### PROBLEM TO WORK ON
The records that appear below are to be restated word for word.

Start of DATA EXTRACTS

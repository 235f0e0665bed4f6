//! Value types for diagnosis candidates and their archived form.

use chrono::{DateTime, Utc};
use serde::{Deserialize, Serialize};

/// A candidate diagnosis as produced by the engine.
///
/// Rare candidates share this shape; they usually carry `prevalence`,
/// `discriminator_symptoms` and `recommended_tests`. The diagnosis name is
/// the identity of a candidate within one response cycle only.
#[derive(Debug, Clone, PartialEq, Eq, Serialize, Deserialize)]
#[serde(rename_all = "camelCase")]
pub struct DiagnosisCandidate {
    /// Diagnosis name.
    pub diagnosis: String,
    /// Free-text treatment recommendation.
    #[serde(default)]
    pub treatment: String,
    /// Free-text probability label ("High", "62%", ...).
    #[serde(default)]
    pub probability: String,
    /// Prevalence label, mostly present on rare candidates.
    #[serde(default, skip_serializing_if = "Option::is_none")]
    pub prevalence: Option<String>,
    /// Symptoms that separate this candidate from the common differential.
    #[serde(default, skip_serializing_if = "Option::is_none")]
    pub discriminator_symptoms: Option<Vec<String>>,
    /// Tests the engine recommends to confirm or rule out the candidate.
    #[serde(default, skip_serializing_if = "Option::is_none")]
    pub recommended_tests: Option<Vec<String>>,
}

impl DiagnosisCandidate {
    /// Create a candidate with name, treatment and probability label
    pub fn new(
        diagnosis: impl Into<String>,
        treatment: impl Into<String>,
        probability: impl Into<String>,
    ) -> Self {
        Self {
            diagnosis: diagnosis.into(),
            treatment: treatment.into(),
            probability: probability.into(),
            prevalence: None,
            discriminator_symptoms: None,
            recommended_tests: None,
        }
    }

    /// Set the prevalence label
    pub fn with_prevalence(mut self, prevalence: impl Into<String>) -> Self {
        self.prevalence = Some(prevalence.into());
        self
    }

    /// Set discriminator symptoms
    pub fn with_discriminator_symptoms(mut self, symptoms: Vec<String>) -> Self {
        self.discriminator_symptoms = Some(symptoms);
        self
    }

    /// Set recommended tests
    pub fn with_recommended_tests(mut self, tests: Vec<String>) -> Self {
        self.recommended_tests = Some(tests);
        self
    }

    /// Recommended tests, empty when the engine gave none
    pub fn recommended_tests(&self) -> &[String] {
        self.recommended_tests.as_deref().unwrap_or_default()
    }

    /// Copy of this candidate with engine-supplied probability and treatment
    /// applied over the current values. Blank updates are ignored.
    pub fn merged_with(&self, probability: Option<&str>, treatment: Option<&str>) -> Self {
        let mut merged = self.clone();
        if let Some(p) = probability.map(str::trim).filter(|p| !p.is_empty()) {
            merged.probability = p.to_string();
        }
        if let Some(t) = treatment.map(str::trim).filter(|t| !t.is_empty()) {
            merged.treatment = t.to_string();
        }
        merged
    }
}

/// A candidate displaced by convergence or by rare-disease confirmation.
///
/// Entries are append-only; nothing in the crate mutates or removes one.
#[derive(Debug, Clone, PartialEq, Eq, Serialize, Deserialize)]
#[serde(rename_all = "camelCase")]
pub struct ArchivedDiagnosis {
    pub diagnosis: String,
    pub treatment: String,
    pub probability: String,
    pub archived_at_epoch_seconds: i64,
    pub reason: String,
}

impl ArchivedDiagnosis {
    /// Snapshot a candidate into the archive form
    pub fn from_candidate(
        candidate: &DiagnosisCandidate,
        at: DateTime<Utc>,
        reason: impl Into<String>,
    ) -> Self {
        Self {
            diagnosis: candidate.diagnosis.clone(),
            treatment: candidate.treatment.clone(),
            probability: candidate.probability.clone(),
            archived_at_epoch_seconds: at.timestamp(),
            reason: reason.into(),
        }
    }
}

/// Outcome of a rare-disease test submission, as decided by the engine.
#[derive(Debug, Clone, PartialEq, Eq, Serialize, Deserialize)]
#[serde(tag = "decision", rename_all = "snake_case")]
pub enum RareDiseaseDecision {
    /// Tests confirm the rare disease. When `becomes_terminal` is set the
    /// candidate replaces the whole common differential.
    Confirm {
        becomes_terminal: bool,
        updated_candidate: DiagnosisCandidate,
    },
    /// Tests rule the rare disease out. `dismissed` removes it from the
    /// active rare set for good.
    RuleOut { dismissed: bool },
    /// Tests were not decisive.
    Inconclusive { additional_tests_needed: Vec<String> },
}

impl RareDiseaseDecision {
    /// Short label used in logs and status views
    pub fn label(&self) -> &'static str {
        match self {
            RareDiseaseDecision::Confirm { .. } => "confirm",
            RareDiseaseDecision::RuleOut { .. } => "rule_out",
            RareDiseaseDecision::Inconclusive { .. } => "inconclusive",
        }
    }
}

End of DATA EXTRACTS

### SOLUTION TO THE EXERCISE
repository 235f0e0665bed4f6
//! Value types for diagnosis candidates and their archived form.

use chrono::{DateTime, Utc};
use serde::{Deserialize, Serialize};

/// A candidate diagnosis as produced by the engine.
///
/// Rare candidates share this shape; they usually carry `prevalence`,
/// `discriminator_symptoms` and `recommended_tests`. The diagnosis name is
/// the identity of a candidate within one response cycle only.
#[derive(Debug, Clone, PartialEq, Eq, Serialize, Deserialize)]
#[serde(rename_all = "camelCase")]
pub struct DiagnosisCandidate {
    /// Diagnosis name.
    pub diagnosis: String,
    /// Free-text treatment recommendation.
    #[serde(default)]
    pub treatment: String,
    /// Free-text probability label ("High", "62%", ...).
    #[serde(default)]
    pub probability: String,
    /// Prevalence label, mostly present on rare candidates.
    #[serde(default, skip_serializing_if = "Option::is_none")]
    pub prevalence: Option<String>,
    /// Symptoms that separate this candidate from the common differential.
    #[serde(default, skip_serializing_if = "Option::is_none")]
    pub discriminator_symptoms: Option<Vec<String>>,
    /// Tests the engine recommends to confirm or rule out the candidate.
    #[serde(default, skip_serializing_if = "Option::is_none")]
    pub recommended_tests: Option<Vec<String>>,
}

impl DiagnosisCandidate {
    /// Create a candidate with name, treatment and probability label
    pub fn new(
        diagnosis: impl Into<String>,
        treatment: impl Into<String>,
        probability: impl Into<String>,
    ) -> Self {
        Self {
            diagnosis: diagnosis.into(),
            treatment: treatment.into(),
            probability: probability.into(),
            prevalence: None,
            discriminator_symptoms: None,
            recommended_tests: None,
        }
    }

    /// Set the prevalence label
    pub fn with_prevalence(mut self, prevalence: impl Into<String>) -> Self {
        self.prevalence = Some(prevalence.into());
        self
    }

    /// Set discriminator symptoms
    pub fn with_discriminator_symptoms(mut self, symptoms: Vec<String>) -> Self {
        self.discriminator_symptoms = Some(symptoms);
        self
    }

    /// Set recommended tests
    pub fn with_recommended_tests(mut self, tests: Vec<String>) -> Self {
        self.recommended_tests = Some(tests);
        self
    }

    /// Recommended tests, empty when the engine gave none
    pub fn recommended_tests(&self) -> &[String] {
        self.recommended_tests.as_deref().unwrap_or_default()
    }

    /// Copy of this candidate with engine-supplied probability and treatment
    /// applied over the current values. Blank updates are ignored.
    pub fn merged_with(&self, probability: Option<&str>, treatment: Option<&str>) -> Self {
        let mut merged = self.clone();
        if let Some(p) = probability.map(str::trim).filter(|p| !p.is_empty()) {
            merged.probability = p.to_string();
        }
        if let Some(t) = treatment.map(str::trim).filter(|t| !t.is_empty()) {
            merged.treatment = t.to_string();
        }
        merged
    }
}

/// A candidate displaced by convergence or by rare-disease confirmation.
///
/// Entries are append-only; nothing in the crate mutates or removes one.
#[derive(Debug, Clone, PartialEq, Eq, Serialize, Deserialize)]
#[serde(rename_all = "camelCase")]
pub struct ArchivedDiagnosis {
    pub diagnosis: String,
    pub treatment: String,
    pub probability: String,
    pub archived_at_epoch_seconds: i64,
    pub reason: String,
}

impl ArchivedDiagnosis {
    /// Snapshot a candidate into the archive form
    pub fn from_candidate(
        candidate: &DiagnosisCandidate,
        at: DateTime<Utc>,
        reason: impl Into<String>,
    ) -> Self {
        Self {
            diagnosis: candidate.diagnosis.clone(),
            treatment: candidate.treatment.clone(),
            probability: candidate.probability.clone(),
            archived_at_epoch_seconds: at.timestamp(),
            reason: reason.into(),
        }
    }
}

/// Outcome of a rare-disease test submission, as decided by the engine.
#[derive(Debug, Clone, PartialEq, Eq, Serialize, Deserialize)]
#[serde(tag = "decision", rename_all = "snake_case")]
pub enum RareDiseaseDecision {
    /// Tests confirm the rare disease. When `becomes_terminal` is set the
    /// candidate replaces the whole common differential.
    Confirm {
        becomes_terminal: bool,
        updated_candidate: DiagnosisCandidate,
    },
    /// Tests rule the rare disease out. `dismissed` removes it from the
    /// active rare set for good.
    RuleOut { dismissed: bool },
    /// Tests were not decisive.
    Inconclusive { additional_tests_needed: Vec<String> },
}

impl RareDiseaseDecision {
    /// Short label used in logs and status views
    pub fn label(&self) -> &'static str {
        match self {
            RareDiseaseDecision::Confirm { .. } => "confirm",
            RareDiseaseDecision::RuleOut { .. } => "rule_out",
            RareDiseaseDecision::Inconclusive { .. } => "inconclusive",
        }
    }
}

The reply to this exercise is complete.